O grupo nasceu com uma missão clara — desenvolver tecnologia própria, construir motores internamente e desenhar motos que se distingam não só pela performance, mas também pela forma. E é precisamente aí que a BENDA quer marcar terreno: na estética e na engenharia. 


Desde 2017 que a marca tem vindo a montar um ecossistema industrial robusto. Criou a sua Divisão de Motores, abriu escritórios de design e engenharia na China e na Áustria, e começou a desenhar motores prontos para produção em massa. Em 2020, a Chinchilla 300 foi o primeiro sucesso comercial; em 2021, com a LFC 700 e a Rock 300, o nome BENDA começou a ser ouvido fora do mercado asiático. No ano seguinte, a empresa expandiu-se para o universo dos veículos de quatro rodas, investindo 700 milhões de RMB (cerca de 85 milhões de euros) numa nova fábrica em Hangzhou — um sinal claro de fôlego industrial. 


Em 2023, a Darkflag 500, a primeira cruiser V4 fabricada na China, mostrou que a marca não tem medo de arriscar onde até agora só os gigantes jogavam. Ao lado dela, a Chinchilla 500 e a Napoleonbob 500 consolidaram o posicionamento da BENDA nos segmentos cruiser e bobber. Em 2025, a gama já se estende das 250 cc às 1000 cc e mais, cobrindo desde os condutores iniciantes até aos mais experientes. 

DESENHO E TECNOLOGIA 
Mas o que realmente distingue a BENDA — e o que ficou evidente na apresentação onde o ESCAPE esteve presente — é a obsessão pelo design industrial. O desenho é tratado como uma linguagem emocional e técnica ao mesmo tempo. As linhas, as proporções e o acabamento não são apenas estética: são o reflexo de uma filosofia que quer fazer da moto uma extensão da personalidade de quem a conduz. A marca trabalha com equipas de design na Áustria e na China, numa parceria que procura captar o melhor dos dois mundos — o arrojo oriental e o rigor europeu.

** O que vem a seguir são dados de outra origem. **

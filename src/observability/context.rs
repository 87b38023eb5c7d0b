//! Thread-local record of which stage and command are in flight.
//!
//! The pipeline is single-threaded, so a thread-local is enough. Guards
//! restore the previous value on drop, which keeps nested updates (command
//! inside stage) correct even when a stage returns early with `?`.

use crate::pipeline::Stage;
use std::cell::RefCell;

thread_local! {
    static CURRENT_CONTEXT: RefCell<RunContext> = const { RefCell::new(RunContext::new()) };
}

/// What ccov was doing at a given moment.
#[derive(Debug, Clone, Default, PartialEq, Eq)]
pub struct RunContext {
    pub stage: Option<Stage>,
    /// Rendered command line, secrets masked
    pub command: Option<String>,
}

impl RunContext {
    #[must_use]
    pub const fn new() -> Self {
        Self {
            stage: None,
            command: None,
        }
    }
}

/// Restores the previous context when dropped.
pub struct ContextGuard {
    previous: RunContext,
}

impl Drop for ContextGuard {
    fn drop(&mut self) {
        let previous = std::mem::take(&mut self.previous);
        CURRENT_CONTEXT.with(|ctx| *ctx.borrow_mut() = previous);
    }
}

fn update(change: impl FnOnce(&mut RunContext)) -> ContextGuard {
    CURRENT_CONTEXT.with(|ctx| {
        let previous = ctx.borrow().clone();
        change(&mut *ctx.borrow_mut());
        ContextGuard { previous }
    })
}

#[must_use]
pub fn enter_stage(stage: Stage) -> ContextGuard {
    update(|ctx| {
        ctx.stage = Some(stage);
        ctx.command = None;
    })
}

#[must_use]
pub fn enter_command(command: impl Into<String>) -> ContextGuard {
    let command = command.into();
    update(move |ctx| ctx.command = Some(command))
}

#[must_use]
pub fn current_context() -> RunContext {
    CURRENT_CONTEXT.with(|ctx| ctx.borrow().clone())
}
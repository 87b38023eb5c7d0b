//! Runtime setup for the binary: logging and output formatting.

use crate::formatting::{formatter_for, ColorMode, OutputFormatter};
use tracing_subscriber::EnvFilter;

/// Default filter for a verbosity count, used when `RUST_LOG` is unset (pure function)
pub fn default_log_filter(verbosity: u8) -> &'static str {
    match verbosity {
        0 => "warn",
        1 => "ccov=info",
        2 => "ccov=debug",
        _ => "trace",
    }
}

/// Install the global subscriber. Logs go to stderr so `--json` stdout stays clean.
pub fn init_logging(verbosity: u8) {
    let filter = EnvFilter::try_from_default_env()
        .unwrap_or_else(|_| EnvFilter::new(default_log_filter(verbosity)));

    // A second init (tests, embedding) keeps the first subscriber
    let _ = tracing_subscriber::fmt()
        .with_env_filter(filter)
        .with_writer(std::io::stderr)
        .with_target(false)
        .try_init();
}

/// Formatter honouring `--plain` and the color environment variables.
pub fn output_formatter(plain: bool) -> Box<dyn OutputFormatter> {
    let mode = if plain {
        ColorMode::Never
    } else {
        ColorMode::Auto.with_env_overrides()
    };
    formatter_for(mode)
}

#[cfg(test)]
mod tests {
    use super::*;

    #[test]
    fn test_verbosity_raises_level() {
        assert_eq!(default_log_filter(0), "warn");
        assert_eq!(default_log_filter(1), "ccov=info");
        assert_eq!(default_log_filter(2), "ccov=debug");
        assert_eq!(default_log_filter(7), "trace");
    }
}
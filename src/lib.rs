// Export modules for library usage
pub mod cli;
pub mod commands;
pub mod config;
pub mod errors;
pub mod exec;
pub mod fix;
pub mod formatting;
pub mod manifest;
pub mod observability;
pub mod pipeline;
pub mod summary;

// Re-export commonly used types
pub use crate::config::CcovConfig;
pub use crate::errors::{CcovError, Result};
pub use crate::exec::{CommandRunner, ExitStatus, Invocation, SystemRunner};
pub use crate::manifest::ProjectName;
pub use crate::pipeline::{
    HtmlMode, HttpFetcher, Pipeline, RunOptions, ScriptFetcher, Stage, UploadMode,
};
pub use crate::summary::{CoverageSummary, RunSummary};
//! Source-line classification for the correctness pass.
//!
//! gcov-based instrumentation attributes counters to lines that never execute
//! on their own: closing braces, `else` keywords, comments, and everything in
//! test-only code. Each rule here marks such lines so the report can drop them.
//! All functions are pure; line numbers are 1-based like lcov's.

use once_cell::sync::Lazy;
use regex::Regex;
use std::collections::BTreeSet;

static CLOSING_DELIMITERS: Lazy<Regex> = Lazy::new(|| Regex::new(r"^[}\])]+[;,]?$").unwrap());
static ELSE_LINE: Lazy<Regex> = Lazy::new(|| Regex::new(r"^\}?\s*else\s*\{$").unwrap());
static TEST_ATTRIBUTE: Lazy<Regex> =
    Lazy::new(|| Regex::new(r"^#\[\s*(cfg\s*\(\s*test\s*\)|test)\s*\]").unwrap());

pub const IGNORE_LINE_MARKER: &str = "cov:ignore-line";
pub const IGNORE_START_MARKER: &str = "cov:ignore-start";
pub const IGNORE_END_MARKER: &str = "cov:ignore-end";

/// Which rule removed a line.
#[derive(Debug, Clone, Copy, PartialEq, Eq, Hash, PartialOrd, Ord)]
pub enum Rule {
    Blank,
    Comment,
    ClosingDelimiter,
    Else,
    IgnoreMarker,
}

/// Lines that should carry no coverage counters.
#[derive(Debug, Clone, Default, PartialEq, Eq)]
pub struct NonExecutable {
    lines: BTreeSet<u32>,
}

impl NonExecutable {
    pub fn contains(&self, line: u32) -> bool {
        self.lines.contains(&line)
    }

    pub fn is_empty(&self) -> bool {
        self.lines.is_empty()
    }

    pub fn lines(&self) -> impl Iterator<Item = u32> + '_ {
        self.lines.iter().copied()
    }
}

/// Classify a single trimmed line on its own, without surrounding context
pub fn classify_line(trimmed: &str) -> Option<Rule> {
    if trimmed.is_empty() {
        Some(Rule::Blank)
    } else if trimmed.contains(IGNORE_LINE_MARKER) {
        Some(Rule::IgnoreMarker)
    } else if trimmed.starts_with("//") {
        Some(Rule::Comment)
    } else if CLOSING_DELIMITERS.is_match(trimmed) {
        Some(Rule::ClosingDelimiter)
    } else if ELSE_LINE.is_match(trimmed) {
        Some(Rule::Else)
    } else {
        None
    }
}

/// Compute every non-executable line in `source`.
pub fn non_executable_lines(source: &str) -> NonExecutable {
    let lines: Vec<&str> = source.lines().collect();
    let mut marked = BTreeSet::new();

    let mut in_block_comment = false;
    let mut in_ignore_region = false;

    for (index, raw) in lines.iter().enumerate() {
        let number = line_number(index);
        let trimmed = raw.trim();

        if in_ignore_region {
            marked.insert(number);
            if trimmed.contains(IGNORE_END_MARKER) {
                in_ignore_region = false;
            }
            continue;
        }
        if trimmed.contains(IGNORE_START_MARKER) {
            in_ignore_region = true;
            marked.insert(number);
            continue;
        }

        if in_block_comment {
            match code_after_comment_close(trimmed) {
                None => {
                    marked.insert(number);
                }
                Some(rest) => {
                    in_block_comment = false;
                    if classify_line(rest).is_some() {
                        marked.insert(number);
                    }
                }
            }
            continue;
        }
        if let Some(comment) = trimmed.strip_prefix("/*") {
            match code_after_comment_close(comment) {
                None => {
                    in_block_comment = true;
                    marked.insert(number);
                }
                // judge whatever follows the comment on the same line
                Some(rest) => {
                    if classify_line(rest).is_some() {
                        marked.insert(number);
                    }
                }
            }
            continue;
        }

        if classify_line(trimmed).is_some() {
            marked.insert(number);
        }
    }

    for (start, end) in test_item_spans(&lines) {
        marked.extend(line_number(start)..=line_number(end));
    }

    NonExecutable { lines: marked }
}

/// Index ranges (inclusive, 0-based) covered by `#[test]` and `#[cfg(test)]` items
pub fn test_item_spans(lines: &[&str]) -> Vec<(usize, usize)> {
    let mut spans = Vec::new();
    let mut index = 0;

    while index < lines.len() {
        if TEST_ATTRIBUTE.is_match(lines[index].trim()) {
            if let Some(end) = item_end(lines, index) {
                spans.push((index, end));
                index = end + 1;
                continue;
            }
        }
        index += 1;
    }

    spans
}

/// Find the last line of the item starting at `start`.
///
/// The item ends either at a `;` before any brace opens (`#[cfg(test)] use x;`)
/// or where its outermost brace closes. `None` when the source ends first.
fn item_end(lines: &[&str], start: usize) -> Option<usize> {
    let mut depth: usize = 0;
    let mut opened = false;

    for (index, line) in lines.iter().enumerate().skip(start) {
        let code = strip_literals_and_comments(line);
        // the attribute itself may share its line with the item
        let code = if index == start {
            after_attribute(&code)
        } else {
            code.as_str()
        };

        for c in code.chars() {
            match c {
                '{' => {
                    depth += 1;
                    opened = true;
                }
                '}' => {
                    depth = depth.saturating_sub(1);
                    if opened && depth == 0 {
                        return Some(index);
                    }
                }
                ';' if !opened => return Some(index),
                _ => {}
            }
        }
    }

    None
}

/// Trimmed text after the first `*/`, or `None` when the comment stays open.
fn code_after_comment_close(text: &str) -> Option<&str> {
    text.find("*/").map(|i| text[i + 2..].trim())
}

fn after_attribute(code: &str) -> &str {
    code.find(']').map(|i| &code[i + 1..]).unwrap_or("")
}

/// Blank out string/char literal contents and trailing `//` comments so
/// brace counting only sees code.
fn strip_literals_and_comments(line: &str) -> String {
    let mut out = String::with_capacity(line.len());
    let mut chars = line.chars().peekable();
    let mut in_string = false;

    while let Some(c) = chars.next() {
        if in_string {
            match c {
                '\\' => {
                    chars.next();
                }
                '"' => {
                    in_string = false;
                    out.push('"');
                }
                _ => {}
            }
            continue;
        }

        match c {
            '"' => {
                in_string = true;
                out.push('"');
            }
            '/' if chars.peek() == Some(&'/') => break,
            '\'' => {
                // char literal such as '{' or '\''; lifetimes pass through
                let rest: Vec<char> = chars.clone().take(10).collect();
                if rest.first() == Some(&'\\') {
                    if let Some(close) = rest.iter().skip(2).position(|&r| r == '\'') {
                        for _ in 0..close + 3 {
                            chars.next();
                        }
                    }
                } else if rest.get(1) == Some(&'\'') {
                    chars.next();
                    chars.next();
                } else {
                    out.push(c);
                }
            }
            _ => out.push(c),
        }
    }

    out
}

fn line_number(index: usize) -> u32 {
    u32::try_from(index + 1).unwrap_or(u32::MAX)
}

Outro pilar essencial é o desenvolvimento independente de motores. A BENDA produz internamente desde bicilíndricos em linha (de 125 cc a 2000 cc) a V-Twins e V4, e até seis cilindros em linha, o que mostra uma autonomia técnica rara neste segmento. A marca não depende de plataformas partilhadas — e isso, para quem conhece a indústria, é uma diferença significativa. 


No campo tecnológico, a BENDA procura levar soluções de ponta a um público mais vasto. Falou-se hoje em sistemas como o cruise control, o acelerador eletrónico, a suspensão adaptativa eletrónica automática e o ram-air frontal otimizado — exemplos de como a engenharia está a ser aplicada com inteligência e não apenas como adorno. Há ainda planos de integração de inteligência artificial e até holografia em futuros modelos. Pode soar futurista, mas é um sinal claro da direção em que a marca quer ir: motos que comunicam, que aprendem, que reagem.

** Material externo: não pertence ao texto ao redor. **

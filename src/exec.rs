//! External command invocation.
//!
//! Every tool the pipeline drives is described as an [`Invocation`] first and
//! handed to a [`CommandRunner`] second. Keeping the description separate from
//! the execution lets dry runs print the exact commands and lets tests record
//! them without spawning anything.

use crate::errors::{CcovError, Result};
use std::fmt;
use std::io::{self, Write};
use std::path::{Path, PathBuf};
use std::process::{Command, Stdio};

const REDACTED: &str = "***";

/// One external program call with its scoped environment.
#[derive(Debug, Clone, PartialEq, Eq)]
pub struct Invocation {
    pub program: String,
    pub args: Vec<String>,
    /// Variables set for this child only; the parent environment is untouched.
    pub envs: Vec<(String, String)>,
    pub current_dir: Option<PathBuf>,
    /// Bytes written to the child's stdin before waiting on it.
    pub stdin: Option<Vec<u8>>,
    secret_args: Vec<usize>,
}

impl Invocation {
    pub fn new(program: impl Into<String>) -> Self {
        Self {
            program: program.into(),
            args: Vec::new(),
            envs: Vec::new(),
            current_dir: None,
            stdin: None,
            secret_args: Vec::new(),
        }
    }

    pub fn arg(mut self, arg: impl Into<String>) -> Self {
        self.args.push(arg.into());
        self
    }

    pub fn args<I, S>(mut self, args: I) -> Self
    where
        I: IntoIterator<Item = S>,
        S: Into<String>,
    {
        self.args.extend(args.into_iter().map(Into::into));
        self
    }

    pub fn path_arg(self, path: &Path) -> Self {
        self.arg(path.to_string_lossy().into_owned())
    }

    /// Argument that must never show up in logs or dry-run output.
    pub fn secret_arg(mut self, arg: impl Into<String>) -> Self {
        self.secret_args.push(self.args.len());
        self.args.push(arg.into());
        self
    }

    pub fn env(mut self, key: impl Into<String>, value: impl Into<String>) -> Self {
        self.envs.push((key.into(), value.into()));
        self
    }

    pub fn current_dir(mut self, dir: impl Into<PathBuf>) -> Self {
        self.current_dir = Some(dir.into());
        self
    }

    pub fn stdin(mut self, input: Vec<u8>) -> Self {
        self.stdin = Some(input);
        self
    }

    /// Look up a scoped environment variable.
    pub fn env_value(&self, key: &str) -> Option<&str> {
        self.envs
            .iter()
            .rev()
            .find(|(k, _)| k == key)
            .map(|(_, v)| v.as_str())
    }

    /// Value of the argument following `flag`, e.g. `-o <path>`.
    pub fn flag_value(&self, flag: &str) -> Option<&str> {
        self.args
            .iter()
            .position(|a| a == flag)
            .and_then(|i| self.args.get(i + 1))
            .map(String::as_str)
    }

    fn display_arg(&self, index: usize) -> String {
        if self.secret_args.contains(&index) {
            REDACTED.to_string()
        } else {
            shell_quote(&self.args[index])
        }
    }
}

impl fmt::Display for Invocation {
    /// Shell-equivalent rendering, secrets masked.
    fn fmt(&self, f: &mut fmt::Formatter<'_>) -> fmt::Result {
        for (key, value) in &self.envs {
            write!(f, "{}={} ", key, shell_quote(value))?;
        }
        f.write_str(&shell_quote(&self.program))?;
        for index in 0..self.args.len() {
            write!(f, " {}", self.display_arg(index))?;
        }
        if let Some(input) = &self.stdin {
            write!(f, " (stdin: {} bytes)", input.len())?;
        }
        Ok(())
    }
}

/// Quote a word for display the way `set -x` would (pure function)
pub fn shell_quote(word: &str) -> String {
    let plain = !word.is_empty()
        && word
            .chars()
            .all(|c| c.is_ascii_alphanumeric() || "-_./=+:,@%".contains(c));
    if plain {
        word.to_string()
    } else {
        format!("'{}'", word.replace('\'', r"'\''"))
    }
}

/// Exit status of a finished child.
#[derive(Debug, Clone, Copy, PartialEq, Eq)]
pub struct ExitStatus {
    /// `None` when the child was terminated by a signal.
    pub code: Option<i32>,
}

impl ExitStatus {
    pub const SUCCESS: ExitStatus = ExitStatus { code: Some(0) };

    pub fn from_code(code: i32) -> Self {
        Self { code: Some(code) }
    }

    pub fn success(&self) -> bool {
        self.code == Some(0)
    }
}

/// Runs invocations to completion.
///
/// Implementations block until the child exits. A spawn problem is an
/// `Err`; a child that ran and failed is an `Ok` with a non-zero status.
pub trait CommandRunner {
    fn run(&self, invocation: &Invocation) -> Result<ExitStatus>;
}

impl<R: CommandRunner + ?Sized> CommandRunner for &R {
    fn run(&self, invocation: &Invocation) -> Result<ExitStatus> {
        (**self).run(invocation)
    }
}

/// Runner backed by `std::process::Command`.
#[derive(Debug, Default, Clone, Copy)]
pub struct SystemRunner;

impl SystemRunner {
    fn resolve(program: &str) -> Result<PathBuf> {
        which::which(program).map_err(|_| CcovError::ToolNotFound {
            program: program.to_string(),
        })
    }
}

impl CommandRunner for SystemRunner {
    fn run(&self, invocation: &Invocation) -> Result<ExitStatus> {
        let program = Self::resolve(&invocation.program)?;
        let spawn_error = |source| CcovError::Spawn {
            program: invocation.program.clone(),
            source,
        };

        let mut cmd = Command::new(&program);
        cmd.args(&invocation.args);
        for (key, value) in &invocation.envs {
            cmd.env(key, value);
        }
        if let Some(dir) = &invocation.current_dir {
            cmd.current_dir(dir);
        }
        // stdout belongs to ccov's own report (`--json`)
        cmd.stdout(Stdio::from(io::stderr()));

        let status = match &invocation.stdin {
            None => cmd.status().map_err(spawn_error)?,
            Some(input) => {
                cmd.stdin(Stdio::piped());
                let mut child = cmd.spawn().map_err(spawn_error)?;
                let written = match child.stdin.take() {
                    // dropping the handle closes the pipe before the wait
                    Some(mut stdin) => stdin.write_all(input),
                    None => Ok(()),
                };
                let status = child.wait().map_err(spawn_error)?;
                written.map_err(spawn_error)?;
                status
            }
        };

        Ok(ExitStatus {
            code: status.code(),
        })
    }
}

#[cfg(test)]
mod tests {
    use super::*;
    use pretty_assertions::assert_eq;

    #[test]
    fn test_display_renders_env_and_quotes() {
        let inv = Invocation::new("cargo")
            .args(["+nightly", "build", "--verbose"])
            .env("CARGO_INCREMENTAL", "0")
            .env("RUSTFLAGS", "-Zprofile -Clink-dead-code");
        assert_eq!(
            inv.to_string(),
            "CARGO_INCREMENTAL=0 RUSTFLAGS='-Zprofile -Clink-dead-code' cargo +nightly build --verbose"
        );
    }

    #[test]
    fn test_secret_args_are_masked() {
        let inv = Invocation::new("bash")
            .args(["-s", "--", "-t"])
            .secret_arg("s3cr3t");
        let rendered = inv.to_string();
        assert!(!rendered.contains("s3cr3t"));
        assert!(rendered.ends_with("-t ***"));
        assert_eq!(inv.args.last().map(String::as_str), Some("s3cr3t"));
    }

    #[test]
    fn test_shell_quote() {
        assert_eq!(shell_quote("tests/*"), "'tests/*'");
        assert_eq!(shell_quote("lcov.info"), "lcov.info");
        assert_eq!(shell_quote(""), "''");
        assert_eq!(shell_quote("it's"), r"'it'\''s'");
    }

    #[test]
    fn test_flag_value_lookup() {
        let inv = Invocation::new("grcov").args(["ccov.zip", "-o", "lcov.info"]);
        assert_eq!(inv.flag_value("-o"), Some("lcov.info"));
        assert_eq!(inv.flag_value("-s"), None);
    }

    #[test]
    fn test_missing_program_is_tool_not_found() {
        let inv = Invocation::new("ccov-definitely-not-a-real-tool");
        let err = SystemRunner.run(&inv).unwrap_err();
        assert!(matches!(err, CcovError::ToolNotFound { .. }));
    }

    #[cfg(unix)]
    #[test]
    fn test_system_runner_reports_exit_code_and_feeds_stdin() {
        let failing = Invocation::new("sh").args(["-c", "exit 7"]);
        assert_eq!(SystemRunner.run(&failing).unwrap(), ExitStatus::from_code(7));

        let reads_stdin = Invocation::new("sh")
            .args(["-c", "read line; test \"$line\" = hello"])
            .stdin(b"hello\n".to_vec());
        assert!(SystemRunner.run(&reads_stdin).unwrap().success());
    }

    #[cfg(unix)]
    #[test]
    fn test_child_exiting_before_reading_stdin_is_reaped_and_reported() {
        // far larger than a pipe buffer, so the write fails once sh is gone
        let inv = Invocation::new("sh")
            .args(["-c", "exit 3"])
            .stdin(vec![b'x'; 8 * 1024 * 1024]);
        let err = SystemRunner.run(&inv).unwrap_err();
        assert!(matches!(err, CcovError::Spawn { .. }));
    }

    #[cfg(unix)]
    #[test]
    fn test_scoped_env_reaches_child_only() {
        let inv = Invocation::new("sh")
            .args(["-c", "test \"$CCOV_SCOPED\" = yes"])
            .env("CCOV_SCOPED", "yes");
        assert!(SystemRunner.run(&inv).unwrap().success());
        assert!(std::env::var("CCOV_SCOPED").is_err());
    }
}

Tudo isto acontece num contexto em que a forma como se vive o motociclismo está a mudar. As motos já não são apenas máquinas de transporte — são símbolos de identidade, liberdade e sociabilidade. A BENDA parece compreender isso, e posiciona-se como uma marca que quer dialogar com uma nova geração de condutores, sem ignorar os que ainda preferem o som metálico e o cheiro da gasolina. 

PERSPETIVA PARA PORTUGAL
A entrada da BENDA no mercado português, pelas mãos da Multimoto, é mais do que simbólica — é estratégica. Portugal é um terreno fértil para novas propostas que tragam design forte, motores credíveis e preços equilibrados. E é precisamente aí que a BENDA pode encontrar espaço para crescer. 


O mercado das cruisers está a despertar. Cada vez mais motociclistas procuram estilo, presença e identidade, não apenas utilidade. A BENDA tem aqui uma oportunidade clara: captar quem quer algo diferente das marcas tradicionais, como Harley-Davidson ou Indian, mas sem pagar o preço da exclusividade americana. Se conseguir manter uma boa relação qualidade/preço, pode tornar-se uma alternativa real. 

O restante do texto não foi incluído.